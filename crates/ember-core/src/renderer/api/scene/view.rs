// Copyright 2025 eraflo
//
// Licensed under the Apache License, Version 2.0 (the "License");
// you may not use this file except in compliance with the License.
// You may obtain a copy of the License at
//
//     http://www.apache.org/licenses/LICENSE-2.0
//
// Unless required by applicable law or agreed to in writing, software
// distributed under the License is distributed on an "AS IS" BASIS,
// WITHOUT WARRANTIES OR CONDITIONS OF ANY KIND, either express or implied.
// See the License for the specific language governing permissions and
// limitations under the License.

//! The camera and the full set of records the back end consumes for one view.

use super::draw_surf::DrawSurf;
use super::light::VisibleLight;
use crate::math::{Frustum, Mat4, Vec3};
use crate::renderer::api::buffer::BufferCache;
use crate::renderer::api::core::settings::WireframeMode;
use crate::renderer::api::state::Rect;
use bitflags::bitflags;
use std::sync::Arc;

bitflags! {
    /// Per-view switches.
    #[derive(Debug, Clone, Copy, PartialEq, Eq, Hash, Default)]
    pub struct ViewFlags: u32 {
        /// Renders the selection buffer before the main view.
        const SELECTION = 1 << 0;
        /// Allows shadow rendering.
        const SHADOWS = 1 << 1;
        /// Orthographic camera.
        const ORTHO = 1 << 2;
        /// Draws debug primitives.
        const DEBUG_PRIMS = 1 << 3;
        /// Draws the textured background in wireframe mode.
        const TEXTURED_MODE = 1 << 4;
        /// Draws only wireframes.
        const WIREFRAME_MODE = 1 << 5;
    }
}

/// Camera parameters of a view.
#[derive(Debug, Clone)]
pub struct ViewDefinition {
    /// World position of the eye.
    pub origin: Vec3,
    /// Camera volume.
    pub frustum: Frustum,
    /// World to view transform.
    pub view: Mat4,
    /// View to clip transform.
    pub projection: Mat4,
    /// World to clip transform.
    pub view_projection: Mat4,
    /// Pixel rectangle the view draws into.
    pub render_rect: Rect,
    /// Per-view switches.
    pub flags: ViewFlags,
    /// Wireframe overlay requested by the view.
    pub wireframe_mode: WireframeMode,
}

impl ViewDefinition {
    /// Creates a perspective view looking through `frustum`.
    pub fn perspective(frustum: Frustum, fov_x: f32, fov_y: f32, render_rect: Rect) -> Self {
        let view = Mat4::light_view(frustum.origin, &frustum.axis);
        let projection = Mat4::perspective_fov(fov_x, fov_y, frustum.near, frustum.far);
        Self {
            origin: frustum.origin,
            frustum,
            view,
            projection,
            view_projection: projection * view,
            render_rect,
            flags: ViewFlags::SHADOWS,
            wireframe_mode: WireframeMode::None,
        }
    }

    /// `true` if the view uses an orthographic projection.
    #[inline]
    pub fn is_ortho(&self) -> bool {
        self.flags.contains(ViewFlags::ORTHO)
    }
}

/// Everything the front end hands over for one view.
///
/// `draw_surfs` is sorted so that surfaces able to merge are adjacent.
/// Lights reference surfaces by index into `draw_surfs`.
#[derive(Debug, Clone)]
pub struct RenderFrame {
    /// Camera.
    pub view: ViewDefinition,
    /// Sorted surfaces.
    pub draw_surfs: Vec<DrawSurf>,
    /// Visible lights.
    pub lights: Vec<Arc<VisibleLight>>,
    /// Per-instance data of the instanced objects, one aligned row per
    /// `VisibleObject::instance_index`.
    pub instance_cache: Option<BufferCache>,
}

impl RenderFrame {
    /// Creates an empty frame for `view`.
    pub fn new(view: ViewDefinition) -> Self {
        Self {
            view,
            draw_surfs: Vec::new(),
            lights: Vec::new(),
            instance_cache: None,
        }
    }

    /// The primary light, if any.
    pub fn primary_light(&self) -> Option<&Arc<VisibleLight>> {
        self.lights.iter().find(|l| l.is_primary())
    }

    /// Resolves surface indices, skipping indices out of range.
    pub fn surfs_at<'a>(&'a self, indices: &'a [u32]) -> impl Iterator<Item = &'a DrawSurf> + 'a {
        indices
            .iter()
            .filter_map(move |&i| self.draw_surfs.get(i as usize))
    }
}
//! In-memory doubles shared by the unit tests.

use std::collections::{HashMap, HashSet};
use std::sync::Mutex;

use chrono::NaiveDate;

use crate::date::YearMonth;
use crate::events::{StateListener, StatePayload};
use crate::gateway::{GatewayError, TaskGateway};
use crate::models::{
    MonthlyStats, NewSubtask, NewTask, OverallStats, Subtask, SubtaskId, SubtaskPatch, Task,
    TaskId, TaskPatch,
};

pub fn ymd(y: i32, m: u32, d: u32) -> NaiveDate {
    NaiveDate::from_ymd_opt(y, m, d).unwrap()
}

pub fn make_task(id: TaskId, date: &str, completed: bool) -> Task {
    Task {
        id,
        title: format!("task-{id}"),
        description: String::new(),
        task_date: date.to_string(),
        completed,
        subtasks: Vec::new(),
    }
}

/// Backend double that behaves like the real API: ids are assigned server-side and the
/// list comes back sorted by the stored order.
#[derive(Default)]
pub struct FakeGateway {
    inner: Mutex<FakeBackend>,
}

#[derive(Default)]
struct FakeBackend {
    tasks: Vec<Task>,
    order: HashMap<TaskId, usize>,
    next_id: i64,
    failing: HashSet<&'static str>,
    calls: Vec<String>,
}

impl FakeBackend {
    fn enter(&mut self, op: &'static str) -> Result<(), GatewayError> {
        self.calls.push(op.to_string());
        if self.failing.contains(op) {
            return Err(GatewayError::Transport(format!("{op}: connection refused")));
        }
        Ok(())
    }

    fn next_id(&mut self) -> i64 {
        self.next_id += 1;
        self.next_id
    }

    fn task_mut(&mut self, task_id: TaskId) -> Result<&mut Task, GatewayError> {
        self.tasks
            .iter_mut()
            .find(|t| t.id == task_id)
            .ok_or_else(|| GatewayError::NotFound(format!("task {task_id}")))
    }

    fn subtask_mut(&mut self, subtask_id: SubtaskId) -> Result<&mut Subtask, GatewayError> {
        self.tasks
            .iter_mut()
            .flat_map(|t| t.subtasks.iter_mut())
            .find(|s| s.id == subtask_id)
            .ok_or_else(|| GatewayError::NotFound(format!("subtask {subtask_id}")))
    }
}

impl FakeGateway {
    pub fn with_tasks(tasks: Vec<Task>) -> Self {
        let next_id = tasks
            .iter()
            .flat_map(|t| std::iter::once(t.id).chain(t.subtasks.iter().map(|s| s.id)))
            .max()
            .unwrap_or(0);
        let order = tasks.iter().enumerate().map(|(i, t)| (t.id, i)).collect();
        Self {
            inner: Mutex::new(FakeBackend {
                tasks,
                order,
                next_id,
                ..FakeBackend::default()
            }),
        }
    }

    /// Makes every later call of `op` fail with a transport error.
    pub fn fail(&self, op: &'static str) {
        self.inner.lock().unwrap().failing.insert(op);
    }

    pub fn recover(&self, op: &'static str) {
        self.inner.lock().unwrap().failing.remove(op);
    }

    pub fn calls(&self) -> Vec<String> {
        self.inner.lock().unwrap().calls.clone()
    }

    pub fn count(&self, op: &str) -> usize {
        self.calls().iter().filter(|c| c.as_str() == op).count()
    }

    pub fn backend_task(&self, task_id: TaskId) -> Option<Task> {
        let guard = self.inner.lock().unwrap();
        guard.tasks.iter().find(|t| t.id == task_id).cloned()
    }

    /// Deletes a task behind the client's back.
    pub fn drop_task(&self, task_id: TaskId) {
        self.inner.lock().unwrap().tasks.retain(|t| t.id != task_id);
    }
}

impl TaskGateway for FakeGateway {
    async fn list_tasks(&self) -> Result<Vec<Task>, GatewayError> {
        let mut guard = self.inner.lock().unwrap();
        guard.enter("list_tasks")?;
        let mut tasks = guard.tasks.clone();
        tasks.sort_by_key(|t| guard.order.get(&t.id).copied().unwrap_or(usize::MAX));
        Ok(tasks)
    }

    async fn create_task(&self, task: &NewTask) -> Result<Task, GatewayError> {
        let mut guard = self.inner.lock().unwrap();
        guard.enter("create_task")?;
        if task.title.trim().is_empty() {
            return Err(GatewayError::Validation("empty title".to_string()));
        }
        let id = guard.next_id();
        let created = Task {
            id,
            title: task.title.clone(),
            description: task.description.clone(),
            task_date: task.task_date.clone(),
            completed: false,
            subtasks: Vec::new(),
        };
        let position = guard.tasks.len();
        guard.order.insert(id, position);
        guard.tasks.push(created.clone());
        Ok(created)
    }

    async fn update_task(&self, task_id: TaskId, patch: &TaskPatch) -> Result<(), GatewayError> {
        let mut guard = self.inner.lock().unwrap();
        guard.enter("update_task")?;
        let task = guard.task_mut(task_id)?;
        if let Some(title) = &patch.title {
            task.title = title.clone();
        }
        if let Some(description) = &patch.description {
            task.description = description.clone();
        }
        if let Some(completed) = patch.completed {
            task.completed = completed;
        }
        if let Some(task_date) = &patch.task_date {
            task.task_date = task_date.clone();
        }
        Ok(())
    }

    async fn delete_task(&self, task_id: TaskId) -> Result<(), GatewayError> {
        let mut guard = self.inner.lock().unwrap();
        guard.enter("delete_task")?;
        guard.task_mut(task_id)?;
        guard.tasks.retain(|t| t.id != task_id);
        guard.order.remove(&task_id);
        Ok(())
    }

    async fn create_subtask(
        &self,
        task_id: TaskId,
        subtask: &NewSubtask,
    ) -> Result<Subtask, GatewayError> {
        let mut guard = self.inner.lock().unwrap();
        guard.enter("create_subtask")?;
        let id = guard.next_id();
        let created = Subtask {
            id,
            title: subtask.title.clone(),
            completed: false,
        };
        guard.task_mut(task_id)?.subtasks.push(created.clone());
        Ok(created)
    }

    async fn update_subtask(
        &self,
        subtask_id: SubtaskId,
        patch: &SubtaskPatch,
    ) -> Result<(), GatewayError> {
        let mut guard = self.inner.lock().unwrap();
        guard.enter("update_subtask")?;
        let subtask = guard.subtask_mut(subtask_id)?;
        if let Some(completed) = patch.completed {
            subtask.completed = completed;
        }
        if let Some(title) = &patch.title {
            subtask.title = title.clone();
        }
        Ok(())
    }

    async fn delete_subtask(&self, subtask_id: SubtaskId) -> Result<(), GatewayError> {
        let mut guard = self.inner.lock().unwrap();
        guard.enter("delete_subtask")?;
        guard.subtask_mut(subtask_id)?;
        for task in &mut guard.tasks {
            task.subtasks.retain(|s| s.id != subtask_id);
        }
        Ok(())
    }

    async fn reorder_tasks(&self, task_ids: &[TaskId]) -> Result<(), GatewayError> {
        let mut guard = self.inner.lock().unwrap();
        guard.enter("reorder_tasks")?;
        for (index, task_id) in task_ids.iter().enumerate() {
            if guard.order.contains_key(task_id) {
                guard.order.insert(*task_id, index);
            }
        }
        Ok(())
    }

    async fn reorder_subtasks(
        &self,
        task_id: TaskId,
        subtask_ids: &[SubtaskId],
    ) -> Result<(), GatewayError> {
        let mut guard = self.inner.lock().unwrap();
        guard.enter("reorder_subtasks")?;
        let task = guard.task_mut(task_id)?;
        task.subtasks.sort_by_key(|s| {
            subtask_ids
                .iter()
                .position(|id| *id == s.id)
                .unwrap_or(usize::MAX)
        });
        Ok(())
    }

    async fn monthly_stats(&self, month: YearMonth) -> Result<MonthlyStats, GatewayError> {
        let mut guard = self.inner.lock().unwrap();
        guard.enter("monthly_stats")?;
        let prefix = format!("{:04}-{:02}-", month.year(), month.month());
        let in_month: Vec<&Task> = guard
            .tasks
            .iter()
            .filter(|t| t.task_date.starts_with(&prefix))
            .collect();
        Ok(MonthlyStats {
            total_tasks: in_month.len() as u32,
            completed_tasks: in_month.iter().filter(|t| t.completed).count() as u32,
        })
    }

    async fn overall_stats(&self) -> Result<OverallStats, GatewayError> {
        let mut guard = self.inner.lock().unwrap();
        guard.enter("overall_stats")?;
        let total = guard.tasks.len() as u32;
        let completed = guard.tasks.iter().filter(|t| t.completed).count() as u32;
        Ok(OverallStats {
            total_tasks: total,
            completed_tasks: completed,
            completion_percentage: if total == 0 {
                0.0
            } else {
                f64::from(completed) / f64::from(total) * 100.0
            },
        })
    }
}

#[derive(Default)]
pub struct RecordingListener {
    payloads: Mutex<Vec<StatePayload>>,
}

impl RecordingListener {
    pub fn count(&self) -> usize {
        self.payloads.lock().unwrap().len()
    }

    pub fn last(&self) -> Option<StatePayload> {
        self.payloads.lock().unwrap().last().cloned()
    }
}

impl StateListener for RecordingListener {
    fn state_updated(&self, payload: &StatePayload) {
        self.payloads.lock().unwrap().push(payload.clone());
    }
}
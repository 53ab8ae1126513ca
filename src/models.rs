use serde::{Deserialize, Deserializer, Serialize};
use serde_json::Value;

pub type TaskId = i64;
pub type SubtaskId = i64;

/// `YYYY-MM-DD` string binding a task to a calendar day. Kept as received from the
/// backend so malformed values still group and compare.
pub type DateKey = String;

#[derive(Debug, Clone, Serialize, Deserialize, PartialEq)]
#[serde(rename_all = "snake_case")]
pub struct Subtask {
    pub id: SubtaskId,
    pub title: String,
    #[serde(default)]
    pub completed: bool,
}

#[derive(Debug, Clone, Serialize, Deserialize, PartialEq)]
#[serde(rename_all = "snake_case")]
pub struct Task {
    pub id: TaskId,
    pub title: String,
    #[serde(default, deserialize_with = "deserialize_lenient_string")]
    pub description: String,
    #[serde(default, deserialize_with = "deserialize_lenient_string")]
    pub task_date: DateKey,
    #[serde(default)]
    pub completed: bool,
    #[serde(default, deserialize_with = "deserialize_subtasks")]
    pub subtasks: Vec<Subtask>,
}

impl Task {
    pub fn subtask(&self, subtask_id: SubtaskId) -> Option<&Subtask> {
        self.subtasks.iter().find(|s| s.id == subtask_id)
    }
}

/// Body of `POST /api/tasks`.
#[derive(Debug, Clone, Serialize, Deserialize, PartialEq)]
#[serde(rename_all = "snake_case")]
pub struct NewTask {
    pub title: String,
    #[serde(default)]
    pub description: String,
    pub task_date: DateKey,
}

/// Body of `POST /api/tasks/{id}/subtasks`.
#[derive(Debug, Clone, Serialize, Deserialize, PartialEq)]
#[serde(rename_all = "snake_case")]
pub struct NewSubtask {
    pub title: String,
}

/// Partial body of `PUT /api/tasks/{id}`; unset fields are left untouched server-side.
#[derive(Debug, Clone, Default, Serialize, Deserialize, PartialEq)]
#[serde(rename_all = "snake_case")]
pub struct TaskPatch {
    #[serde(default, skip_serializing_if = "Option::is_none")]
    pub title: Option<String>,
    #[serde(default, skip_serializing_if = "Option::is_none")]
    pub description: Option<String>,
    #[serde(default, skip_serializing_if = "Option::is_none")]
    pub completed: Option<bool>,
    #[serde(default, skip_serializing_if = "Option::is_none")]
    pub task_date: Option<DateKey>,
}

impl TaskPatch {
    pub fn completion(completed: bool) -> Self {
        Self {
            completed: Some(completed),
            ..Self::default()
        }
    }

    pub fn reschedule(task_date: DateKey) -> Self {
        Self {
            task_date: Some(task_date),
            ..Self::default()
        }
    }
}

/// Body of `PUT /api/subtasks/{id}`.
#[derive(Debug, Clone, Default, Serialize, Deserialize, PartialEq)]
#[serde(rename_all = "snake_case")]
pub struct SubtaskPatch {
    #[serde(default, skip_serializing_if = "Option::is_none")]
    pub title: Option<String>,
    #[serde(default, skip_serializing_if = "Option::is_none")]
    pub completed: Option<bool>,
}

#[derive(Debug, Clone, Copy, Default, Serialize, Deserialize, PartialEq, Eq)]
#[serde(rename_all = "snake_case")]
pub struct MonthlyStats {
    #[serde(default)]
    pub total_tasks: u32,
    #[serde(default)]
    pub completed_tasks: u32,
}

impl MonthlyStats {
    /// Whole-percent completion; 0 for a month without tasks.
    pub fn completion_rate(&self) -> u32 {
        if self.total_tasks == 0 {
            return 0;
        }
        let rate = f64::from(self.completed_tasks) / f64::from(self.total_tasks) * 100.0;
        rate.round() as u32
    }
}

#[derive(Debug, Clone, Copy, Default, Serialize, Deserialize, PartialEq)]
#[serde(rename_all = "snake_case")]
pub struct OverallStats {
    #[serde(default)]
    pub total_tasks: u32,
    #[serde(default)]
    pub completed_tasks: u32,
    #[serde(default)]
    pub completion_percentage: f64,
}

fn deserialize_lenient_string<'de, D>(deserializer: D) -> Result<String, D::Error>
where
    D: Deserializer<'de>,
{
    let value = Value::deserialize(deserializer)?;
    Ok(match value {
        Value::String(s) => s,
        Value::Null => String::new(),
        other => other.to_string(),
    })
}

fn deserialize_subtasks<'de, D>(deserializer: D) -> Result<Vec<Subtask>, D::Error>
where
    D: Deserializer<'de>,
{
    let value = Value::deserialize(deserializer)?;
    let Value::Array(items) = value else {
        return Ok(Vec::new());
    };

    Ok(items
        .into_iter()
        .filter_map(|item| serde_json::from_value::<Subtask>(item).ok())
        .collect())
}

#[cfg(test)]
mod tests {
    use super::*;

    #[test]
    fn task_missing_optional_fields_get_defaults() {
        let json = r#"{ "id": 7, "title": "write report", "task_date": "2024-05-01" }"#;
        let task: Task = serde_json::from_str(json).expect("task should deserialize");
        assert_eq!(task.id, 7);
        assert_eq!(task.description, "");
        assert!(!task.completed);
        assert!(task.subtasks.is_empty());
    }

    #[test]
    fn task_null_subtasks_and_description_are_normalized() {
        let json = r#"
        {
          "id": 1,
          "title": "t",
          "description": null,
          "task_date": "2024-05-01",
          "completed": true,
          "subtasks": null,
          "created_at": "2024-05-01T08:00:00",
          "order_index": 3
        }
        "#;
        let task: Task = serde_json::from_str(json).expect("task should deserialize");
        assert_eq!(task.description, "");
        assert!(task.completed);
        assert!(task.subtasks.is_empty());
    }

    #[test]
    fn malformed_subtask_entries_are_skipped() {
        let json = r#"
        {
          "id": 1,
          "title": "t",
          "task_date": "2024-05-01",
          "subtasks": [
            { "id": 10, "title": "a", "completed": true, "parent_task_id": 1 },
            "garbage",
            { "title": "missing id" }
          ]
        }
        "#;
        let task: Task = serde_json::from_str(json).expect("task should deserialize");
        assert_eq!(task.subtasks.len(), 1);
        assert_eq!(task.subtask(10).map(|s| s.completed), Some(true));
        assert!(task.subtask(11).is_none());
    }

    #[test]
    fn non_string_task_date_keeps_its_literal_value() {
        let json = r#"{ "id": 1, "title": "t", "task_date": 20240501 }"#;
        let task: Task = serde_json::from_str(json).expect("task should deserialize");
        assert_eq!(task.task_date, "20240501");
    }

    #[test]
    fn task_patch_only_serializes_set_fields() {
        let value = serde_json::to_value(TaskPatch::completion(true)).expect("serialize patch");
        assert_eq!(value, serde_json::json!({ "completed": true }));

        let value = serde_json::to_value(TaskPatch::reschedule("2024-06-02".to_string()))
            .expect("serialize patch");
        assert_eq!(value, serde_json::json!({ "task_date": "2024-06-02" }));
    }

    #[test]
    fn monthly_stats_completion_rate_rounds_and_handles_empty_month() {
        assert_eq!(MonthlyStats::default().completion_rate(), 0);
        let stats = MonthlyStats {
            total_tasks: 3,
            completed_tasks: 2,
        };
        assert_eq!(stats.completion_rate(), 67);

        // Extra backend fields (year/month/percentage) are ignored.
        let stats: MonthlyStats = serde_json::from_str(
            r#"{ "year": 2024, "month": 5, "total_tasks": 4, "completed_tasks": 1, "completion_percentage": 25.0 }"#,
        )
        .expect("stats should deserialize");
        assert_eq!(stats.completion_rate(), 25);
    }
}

##########

→ **What you should do**
Please go line by line through the records above, copying each one that holds the string "SubtaskPatch".

→ **Answer space**
    MonthlyStats, NewSubtask, NewTask, OverallStats, Subtask, SubtaskId, SubtaskPatch, Task,
        patch: &SubtaskPatch,
pub struct SubtaskPatch {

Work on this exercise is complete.